Work task: Your task is to transcribe the entries below exactly, from their first line down to the line containing "fn from_connection(conn: Connection)", and to stop there.

Entries supplied:
use crate::db::*;
use crate::error::{AppError, Result};
use crate::marketplace::PostStatus;
use parking_lot::Mutex;
use rusqlite::{Connection, OptionalExtension, params};
use std::path::Path;
use std::sync::Arc;

/// Database wrapper for thread-safe access.
#[derive(Clone)]
pub struct Database {
    conn: Arc<Mutex<Connection>>,
}

impl Database {
    /// Open or create database at the given path.
    pub fn open(path: &Path) -> Result<Self> {
        // Create parent directories if needed
        if let Some(parent) = path.parent()
            && !parent.as_os_str().is_empty()
        {
            std::fs::create_dir_all(parent)?;
        }

        let conn = Connection::open(path)
            .map_err(|e| AppError::Internal(format!("Failed to open database: {}", e)))?;

        Self::from_connection(conn)
    }

    /// Open in-memory database (for testing).
    pub fn open_memory() -> Result<Self> {
        let conn = Connection::open_in_memory()
            .map_err(|e| AppError::Internal(format!("Failed to open database: {}", e)))?;

        Self::from_connection(conn)
    }

    fn from_connection(conn: Connection) -> Result<Self> {
        let db = Self {
            conn: Arc::new(Mutex::new(conn)),
        };

        db.initialize_schema()?;
        Ok(db)
    }

    /// Run work against the store outside a transaction. Each statement
    /// commits on its own.
    pub fn run<T>(&self, f: impl FnOnce(&Store<'_>) -> Result<T>) -> Result<T> {
        let conn = self.conn.lock();
        f(&Store { conn: &conn })
    }

    /// Run `f` inside one transaction. Any error rolls everything back.
    pub fn transaction<T>(&self, f: impl FnOnce(&Store<'_>) -> Result<T>) -> Result<T> {
        let mut conn = self.conn.lock();
        let tx = conn
            .transaction()
            .map_err(|e| AppError::Internal(format!("Failed to begin transaction: {}", e)))?;

        let out = f(&Store { conn: &tx })?;

        tx.commit()
            .map_err(|e| AppError::Internal(format!("Failed to commit transaction: {}", e)))?;
        Ok(out)
    }

    /// Initialize database schema.
    fn initialize_schema(&self) -> Result<()> {
        let conn = self.conn.lock();

        conn.execute_batch(
            r#"
            PRAGMA foreign_keys = ON;

            -- Users table
            CREATE TABLE IF NOT EXISTS users (
                id TEXT PRIMARY KEY,
                username TEXT UNIQUE NOT NULL,
                password_hash TEXT NOT NULL,
                display_name TEXT,
                role TEXT NOT NULL DEFAULT 'user',
                created_at INTEGER NOT NULL,
                last_login INTEGER
            );

            -- Sessions table
            CREATE TABLE IF NOT EXISTS sessions (
                token TEXT PRIMARY KEY,
                user_id TEXT NOT NULL,
                expires_at INTEGER NOT NULL,
                FOREIGN KEY (user_id) REFERENCES users(id) ON DELETE CASCADE
            );

            -- Books table
            CREATE TABLE IF NOT EXISTS books (
                id TEXT PRIMARY KEY,
                title TEXT NOT NULL,
                author TEXT,
                page_count INTEGER,
                created_at INTEGER NOT NULL,
                updated_at INTEGER NOT NULL
            );

            -- Marketplace listings
            CREATE TABLE IF NOT EXISTS sell_posts (
                id TEXT PRIMARY KEY,
                seller_id TEXT NOT NULL,
                book_id TEXT,
                title TEXT NOT NULL,
                price_cents INTEGER NOT NULL,
                status TEXT NOT NULL DEFAULT 'AVAILABLE',
                created_at INTEGER NOT NULL,
                updated_at INTEGER NOT NULL,
                FOREIGN KEY (seller_id) REFERENCES users(id) ON DELETE CASCADE,
                FOREIGN KEY (book_id) REFERENCES books(id) ON DELETE SET NULL
            );

            -- Offers on listings
            CREATE TABLE IF NOT EXISTS offers (
                id TEXT PRIMARY KEY,
                post_id TEXT NOT NULL,
                buyer_id TEXT NOT NULL,
                price_cents INTEGER NOT NULL,
                status TEXT NOT NULL DEFAULT 'PENDING',
                counter_price_cents INTEGER,
                message TEXT,
                response_message TEXT,
                turn TEXT NOT NULL DEFAULT 'seller',
                created_at INTEGER NOT NULL,
                updated_at INTEGER NOT NULL,
                final_price_cents INTEGER,
                FOREIGN KEY (post_id) REFERENCES sell_posts(id) ON DELETE CASCADE,
                FOREIGN KEY (buyer_id) REFERENCES users(id) ON DELETE CASCADE
            );

            -- Reading progress table, one row per (user, book)
            CREATE TABLE IF NOT EXISTS reading_progress (
                user_id TEXT NOT NULL,
                book_id TEXT NOT NULL,
                current_page INTEGER NOT NULL DEFAULT 0,
                total_pages INTEGER,
                progress REAL NOT NULL DEFAULT 0,
                is_completed INTEGER NOT NULL DEFAULT 0,
                last_read_at INTEGER NOT NULL,
                version INTEGER NOT NULL DEFAULT 1,
                PRIMARY KEY (user_id, book_id),
                FOREIGN KEY (user_id) REFERENCES users(id) ON DELETE CASCADE,
                FOREIGN KEY (book_id) REFERENCES books(id) ON DELETE CASCADE
            );

            -- Reading sessions, append-only
            CREATE TABLE IF NOT EXISTS progress_history (
                id INTEGER PRIMARY KEY AUTOINCREMENT,
                user_id TEXT NOT NULL,
                book_id TEXT NOT NULL,
                session_at INTEGER NOT NULL,
                pages_read INTEGER NOT NULL DEFAULT 0,
                time_spent_seconds INTEGER NOT NULL DEFAULT 0,
                FOREIGN KEY (user_id) REFERENCES users(id) ON DELETE CASCADE,
                FOREIGN KEY (book_id) REFERENCES books(id) ON DELETE CASCADE
            );

            -- Indexes
            CREATE INDEX IF NOT EXISTS idx_sessions_user ON sessions(user_id);
            CREATE INDEX IF NOT EXISTS idx_sessions_expires ON sessions(expires_at);
            CREATE INDEX IF NOT EXISTS idx_posts_status ON sell_posts(status);
            CREATE INDEX IF NOT EXISTS idx_offers_post_status ON offers(post_id, status);
            CREATE INDEX IF NOT EXISTS idx_offers_buyer ON offers(buyer_id);
            CREATE INDEX IF NOT EXISTS idx_history_user_book ON progress_history(user_id, book_id, session_at);
            "#,
        )
        .map_err(|e| AppError::Internal(format!("Failed to initialize schema: {}", e)))?;

        Ok(())
    }
}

Result of the task:
use crate::db::*;
use crate::error::{AppError, Result};
use crate::marketplace::PostStatus;
use parking_lot::Mutex;
use rusqlite::{Connection, OptionalExtension, params};
use std::path::Path;
use std::sync::Arc;

/// Database wrapper for thread-safe access.
#[derive(Clone)]
pub struct Database {
    conn: Arc<Mutex<Connection>>,
}

impl Database {
    /// Open or create database at the given path.
    pub fn open(path: &Path) -> Result<Self> {
        // Create parent directories if needed
        if let Some(parent) = path.parent()
            && !parent.as_os_str().is_empty()
        {
            std::fs::create_dir_all(parent)?;
        }

        let conn = Connection::open(path)
            .map_err(|e| AppError::Internal(format!("Failed to open database: {}", e)))?;

        Self::from_connection(conn)
    }

    /// Open in-memory database (for testing).
    pub fn open_memory() -> Result<Self> {
        let conn = Connection::open_in_memory()
            .map_err(|e| AppError::Internal(format!("Failed to open database: {}", e)))?;

        Self::from_connection(conn)
    }

    fn from_connection(conn: Connection) -> Result<Self> {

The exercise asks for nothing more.